Guillaume, Nicola et Guillaume, les 3 gars su'l sofa, se sont fait remarquer il y a deux ans grâce à leurs chansons douces, vite qualifiées de drôles et d'absurdes. «Ça nous a un peu déplu», révèle Nicola Morel. Et si on s'était trompé et que ce trio n'était pas aussi comique qu'on a bien voulu le croire?

Impossible de ne pas remarquer la chanson À la plage, sur le premier album de 3 gars su'l sofa. Cette peinture hyperréaliste des vacances passées en famille au bord de la mer a d'ailleurs été le succès-surprise de l'été 2007. L'efficacité de la mélodie, la justesse du ton, la joliesse des harmonies vocales de Guillaume Monette, Nicola Morel et Guillaume Meloche-Charlebois, la pincée d'humour, tout concourrait à nous coller un sourire au milieu du visage.

 

Du coup, on a conclu qu'on avait affaire à un trio rigolo, dans la foulée des Trois Accords et André. À la grande surprise des principaux intéressés. «Ça nous a un peu déplu, révèle Nicola Morel (guitare rythmique et chant). On s'est toujours considérés comme des musiciens. On écrit des chansons. On n'a jamais voulu être invités au Festival Juste pour rire.

«Le fait qu'on ait été perçus comme des petits comiques, c'est plus lié à nos performances scéniques, croit-il. On a la blague facile dans la vie.» La forme a-t-elle porté ombrage au fond? Peut-être. La légèreté des mélodies et des harmonies vocales, le regard en apparence naïf posé sur les êtres et les choses, ces voix douces, un peu trop gentilles pour ne pas être pince-sans-rire, tout ça a sans doute contribué à façonner cette image.
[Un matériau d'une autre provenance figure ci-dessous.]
//! User repository
//!
//! Uniqueness of username and email is enforced by the table constraints;
//! a duplicate insert comes back as `DbError::Conflict`.

use chrono::{DateTime, Utc};
use serde::Serialize;
use sqlx::{FromRow, PgPool};

use crate::db::DbError;
use crate::models::{Email, PersonName, Username};

/// Message returned for duplicate registrations
pub const DUPLICATE_USER_MESSAGE: &str = "Username or email already registered";

/// Public user profile
#[derive(Debug, Clone, PartialEq, FromRow, Serialize)]
pub struct User {
    pub id: i32,
    pub username: String,
    pub email: String,
    pub first_name: String,
    pub last_name: String,
    pub created_at: DateTime<Utc>,
}

/// User row including the password hash (never serialized)
#[derive(Debug, Clone, FromRow)]
pub struct UserRecord {
    pub id: i32,
    pub username: String,
    pub email: String,
    pub first_name: String,
    pub last_name: String,
    pub password_hash: String,
    pub created_at: DateTime<Utc>,
}

impl From<UserRecord> for User {
    fn from(r: UserRecord) -> Self {
        Self {
            id: r.id,
            username: r.username,
            email: r.email,
            first_name: r.first_name,
            last_name: r.last_name,
            created_at: r.created_at,
        }
    }
}

/// Validated registration, password already hashed
#[derive(Debug, Clone)]
pub struct NewUser {
    pub username: Username,
    pub email: Email,
    pub first_name: PersonName,
    pub last_name: PersonName,
    pub password_hash: String,
}

/// User repository
pub struct UserRepo<'a> {
    pool: &'a PgPool,
}

impl<'a> UserRepo<'a> {
    pub fn new(pool: &'a PgPool) -> Self {
        Self { pool }
    }

    /// Insert a new user.
    pub async fn create(&self, user: &NewUser) -> Result<User, DbError> {
        let created = sqlx::query_as::<_, User>(
            r#"
            INSERT INTO users (username, email, first_name, last_name, password_hash, created_at)
            VALUES ($1, $2, $3, $4, $5, NOW())
            RETURNING id, username, email, first_name, last_name, created_at
            "#,
        )
        .bind(user.username.as_str())
        .bind(user.email.as_str())
        .bind(user.first_name.as_str())
        .bind(user.last_name.as_str())
        .bind(&user.password_hash)
        .fetch_one(self.pool)
        .await
        .map_err(|e| match DbError::from(e) {
            DbError::Conflict { .. } => DbError::Conflict {
                message: DUPLICATE_USER_MESSAGE.to_owned(),
            },
            other => other,
        })?;

        tracing::info!(user_id = created.id, username = %created.username, "user registered");
        Ok(created)
    }

    /// Look up a user by username or email, for login.
    pub async fn find_by_login(&self, identifier: &str) -> Result<Option<UserRecord>, DbError> {
        let record = sqlx::query_as::<_, UserRecord>(
            r#"
            SELECT id, username, email, first_name, last_name, password_hash, created_at
            FROM users
            WHERE username = $1 OR email = $1
            ORDER BY (username = $1) DESC
            LIMIT 1
            "#,
        )
        .bind(identifier.trim())
        .fetch_optional(self.pool)
        .await?;

        Ok(record)
    }

    /// Load the public profile for a token subject.
    pub async fn get_by_username(&self, username: &str) -> Result<User, DbError> {
        sqlx::query_as::<_, User>(
            r#"
            SELECT id, username, email, first_name, last_name, created_at
            FROM users
            WHERE username = $1
            "#,
        )
        .bind(username)
        .fetch_optional(self.pool)
        .await?
        .ok_or_else(|| DbError::not_found("user", username))
    }
}

#[cfg(test)]
mod tests {
    use super::*;

    #[test]
    fn record_to_public_user_drops_hash() {
        let record = UserRecord {
            id: 7,
            username: "ruth".into(),
            email: "ruth@example.com".into(),
            first_name: "Ruth".into(),
            last_name: "".into(),
            password_hash: "$argon2id$...".into(),
            created_at: Utc::now(),
        };
        let user = User::from(record);
        let json = serde_json::to_value(&user).unwrap();
        assert_eq!(json["username"], "ruth");
        assert!(json.get("password_hash").is_none());
    }
}
//! Session cookie construction and token lookup

use std::time::Duration;

use axum::http::{header::AUTHORIZATION, HeaderMap};
use axum_extra::extract::cookie::{Cookie, CookieJar, SameSite};

/// Name of the session cookie
pub const SESSION_COOKIE: &str = "access_token";

/// Build the session cookie carrying `token`.
pub fn session_cookie(token: String, ttl: Duration, secure: bool) -> Cookie<'static> {
    let max_age = time::Duration::try_from(ttl).unwrap_or(time::Duration::HOUR);
    Cookie::build((SESSION_COOKIE, token))
        .http_only(true)
        .secure(secure)
        .same_site(SameSite::Lax)
        .path("/")
        .max_age(max_age)
        .build()
}

/// An immediately-expiring replacement for the session cookie.
pub fn clear_session_cookie(secure: bool) -> Cookie<'static> {
    Cookie::build((SESSION_COOKIE, ""))
        .http_only(true)
        .secure(secure)
        .same_site(SameSite::Lax)
        .path("/")
        .max_age(time::Duration::ZERO)
        .build()
}

/// Session token from the `access_token` cookie, falling back to an
/// `Authorization: Bearer` header for non-browser clients.
pub fn session_token_from_headers(headers: &HeaderMap) -> Option<String> {
    let jar = CookieJar::from_headers(headers);
    if let Some(cookie) = jar.get(SESSION_COOKIE) {
        let value = cookie.value().trim();
        if !value.is_empty() {
            return Some(value.to_owned());
        }
    }

    headers
        .get(AUTHORIZATION)
        .and_then(|v| v.to_str().ok())
        .and_then(|v| v.strip_prefix("Bearer "))
        .map(str::trim)
        .filter(|t| !t.is_empty())
        .map(str::to_owned)
}
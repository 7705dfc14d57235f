//! Axum server setup
//!
//! Server skeleton with:
//! - Credentialed CORS for the configured browser origins
//! - Tracing and timeout middleware
//! - Graceful shutdown on SIGTERM/Ctrl+C

use std::net::SocketAddr;
use std::sync::Arc;
use std::time::Duration;

use axum::http::{
    header::{AUTHORIZATION, CONTENT_TYPE},
    HeaderValue, Method, StatusCode,
};
use axum::Router;
use sqlx::PgPool;
use tokio::net::TcpListener;
use tower::ServiceBuilder;
use tower_http::cors::{AllowOrigin, CorsLayer};
use tower_http::timeout::TimeoutLayer;
use tower_http::trace::TraceLayer;

use super::routes;
use crate::auth::{AuthConfig, TokenIssuer};

/// Origins allowed by default (local frontend dev servers)
pub const DEFAULT_CORS_ORIGINS: &[&str] = &[
    "http://localhost:3000",
    "http://127.0.0.1:3000",
    "http://localhost:5173",
    "http://127.0.0.1:5173",
];

/// Server configuration
#[derive(Debug, Clone)]
pub struct ServerConfig {
    /// Address to bind to (default: 127.0.0.1:8000)
    pub bind_addr: SocketAddr,

    /// Reflect any request origin (credentials stay enabled).
    ///
    /// WARNING: any site can then make authenticated calls with the
    /// user's cookie. Only for development.
    pub cors_permissive: bool,

    /// Allowed browser origins when not permissive
    pub cors_origins: Vec<String>,

    /// Per-request timeout
    pub request_timeout: Duration,

    pub auth: AuthConfig,
}

impl ServerConfig {
    pub fn new(auth: AuthConfig) -> Self {
        Self {
            bind_addr: SocketAddr::from(([127, 0, 0, 1], 8000)),
            cors_permissive: false,
            cors_origins: DEFAULT_CORS_ORIGINS.iter().map(|s| s.to_string()).collect(),
            request_timeout: Duration::from_secs(30),
            auth,
        }
    }
}

/// Shared application state
pub struct AppState {
    pub pool: PgPool,
    pub tokens: TokenIssuer,
    pub secure_cookie: bool,
}

impl AppState {
    pub fn new(pool: PgPool, auth: &AuthConfig) -> Self {
        Self {
            pool,
            tokens: TokenIssuer::new(auth.secret.as_bytes(), auth.token_ttl),
            secure_cookie: auth.secure_cookie,
        }
    }
}

/// Build the router with all routes and middleware.
pub fn build_router(state: Arc<AppState>, config: &ServerConfig) -> Router {
    let middleware = ServiceBuilder::new()
        .layer(TraceLayer::new_for_http())
        .layer(TimeoutLayer::with_status_code(
            StatusCode::REQUEST_TIMEOUT,
            config.request_timeout,
        ))
        .layer(cors_layer(config));

    Router::new()
        .merge(routes::health::router())
        .merge(routes::bible::router())
        .merge(routes::search::router())
        .merge(routes::auth::router())
        .merge(routes::devotionals::router())
        .layer(middleware)
        .with_state(state)
}

fn cors_layer(config: &ServerConfig) -> CorsLayer {
    let cors = CorsLayer::new()
        .allow_methods([
            Method::GET,
            Method::POST,
            Method::PUT,
            Method::DELETE,
            Method::OPTIONS,
        ])
        .allow_headers([CONTENT_TYPE, AUTHORIZATION])
        .allow_credentials(true);

    if config.cors_permissive {
        tracing::warn!("CORS: Permissive mode enabled - all origins reflected");
        return cors.allow_origin(AllowOrigin::mirror_request());
    }

    let origins: Vec<HeaderValue> = config
        .cors_origins
        .iter()
        .filter_map(|origin| match origin.parse::<HeaderValue>() {
            Ok(value) => Some(value),
            Err(_) => {
                tracing::warn!(%origin, "CORS: ignoring invalid origin");
                None
            }
        })
        .collect();

    cors.allow_origin(AllowOrigin::list(origins))
}

/// Run the HTTP server until a shutdown signal arrives.
///
/// # Example
///
/// ```ignore
/// let pool = create_pool(&database_url).await?;
/// let config = ServerConfig::new(AuthConfig::new(secret));
/// run_server(pool, config).await?;
/// ```
pub async fn run_server(pool: PgPool, config: ServerConfig) -> Result<(), ServerError> {
    let state = Arc::new(AppState::new(pool, &config.auth));
    let app = build_router(state, &config);

    let listener = TcpListener::bind(config.bind_addr).await?;
    tracing::info!("Server listening on {}", config.bind_addr);

    axum::serve(listener, app)
        .with_graceful_shutdown(shutdown_signal())
        .await?;

    tracing::info!("Server shutdown complete");
    Ok(())
}

/// Wait for shutdown signal (Ctrl+C or SIGTERM).
async fn shutdown_signal() {
    let ctrl_c = async {
        if let Err(e) = tokio::signal::ctrl_c().await {
            tracing::error!("failed to install Ctrl+C handler: {}", e);
            std::future::pending::<()>().await;
        }
    };

    #[cfg(unix)]
    let terminate = async {
        match tokio::signal::unix::signal(tokio::signal::unix::SignalKind::terminate()) {
            Ok(mut signal) => {
                signal.recv().await;
            }
            Err(e) => {
                tracing::error!("failed to install SIGTERM handler: {}", e);
                std::future::pending::<()>().await;
            }
        }
    };

    #[cfg(not(unix))]
    let terminate = std::future::pending::<()>();

    tokio::select! {
        _ = ctrl_c => {
            tracing::info!("Received Ctrl+C, starting shutdown");
        }
        _ = terminate => {
            tracing::info!("Received SIGTERM, starting shutdown");
        }
    }
}

/// Server error type
#[derive(Debug, thiserror::Error)]
pub enum ServerError {
    #[error("IO error: {0}")]
    Io(#[from] std::io::Error),
}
Une image qu'on est forcé de réévaluer à la lueur du deuxième album du trio.

Cerf-volant, publié un peu plus tôt cette semaine, n'est pas un disque fondamentalement drôle. Ourse et ciel, la première chanson, parle de chercher sa voie. Sous ses dehors jardiniers, À l'ombre raconte une rupture. Du stationnement, comme son titre ne l'indique pas, est une touchante déclaration d'amour. Mieux vaut se méfier des apparences avec les 3 gars su'l sofa.

D'amour et d'absurdité?

Nicola Morel affirme que le groupe n'a pas cherché à faire de Cerf-volant un disque plus sérieux. «Les gens disaient de notre premier album qu'il faisait sourire. C'est encore ça. On ne se tape pas sur les cuisses en écoutant ce disque-là, mais je ne pense pas qu'on se soit jamais tapé sur les cuisses en écoutant nos chansons», dit-il.

Cerf-volant parle surtout de relations humaines: couple, amis ou famille. Les personnages qu'on y croise sont souvent dans l'expectative. Dans -14°, un amoureux transi attend le bon moment pour embrasser l'objet de son affection. Dans Du stationnement, le narrateur affûte ses arguments pour convaincre son amoureuse de venir vivre avec lui: «Viens vivre chez nous y'a du stationnement (...) J'te laisse des tiroirs/Pis le tiers des supports.»

On constate bien sûr qu'offrir les deux tiers des supports aurait été plus invitant, mais surtout qu'il s'agit d'une manière franchement inhabituelle de démontrer son amour. «On a écouté beaucoup de country en faisant ce disque-là, expose Nicola Morel. Du Woody Guthrie, du Hank Williams. On s'est rendu compte que, dans le country, on ne passe pas par quatre chemins pour dire les choses.» Pour un homme de peu de mots, laisser le tiers des supports et vanter l'espace de parking dénoterait donc une sensibilité aux besoins de sa petite amie. Pas fou.

Venant de trois gars qui ont de l'esprit, ça passe facilement pour de l'ironie (ce dont ils sont parfaitement conscients), voire pour un clin d'oeil absurde. Là, Nicola Morel décroche. «On est loin des Denis Drolet et Ionesco», fait-il valoir. Pas faux. Il trouve leurs chansons «très terre à terre» et, sans dire que Cerf-volant est plus introspectif, il estime que ses comparses et lui s'y dévoilent plus que sur Des cobras, des tarentules. «Ça nous tente de nous rapprocher des gens. Et que les gens se rapprochent de nous», conclut-il, d'un ton équivoque.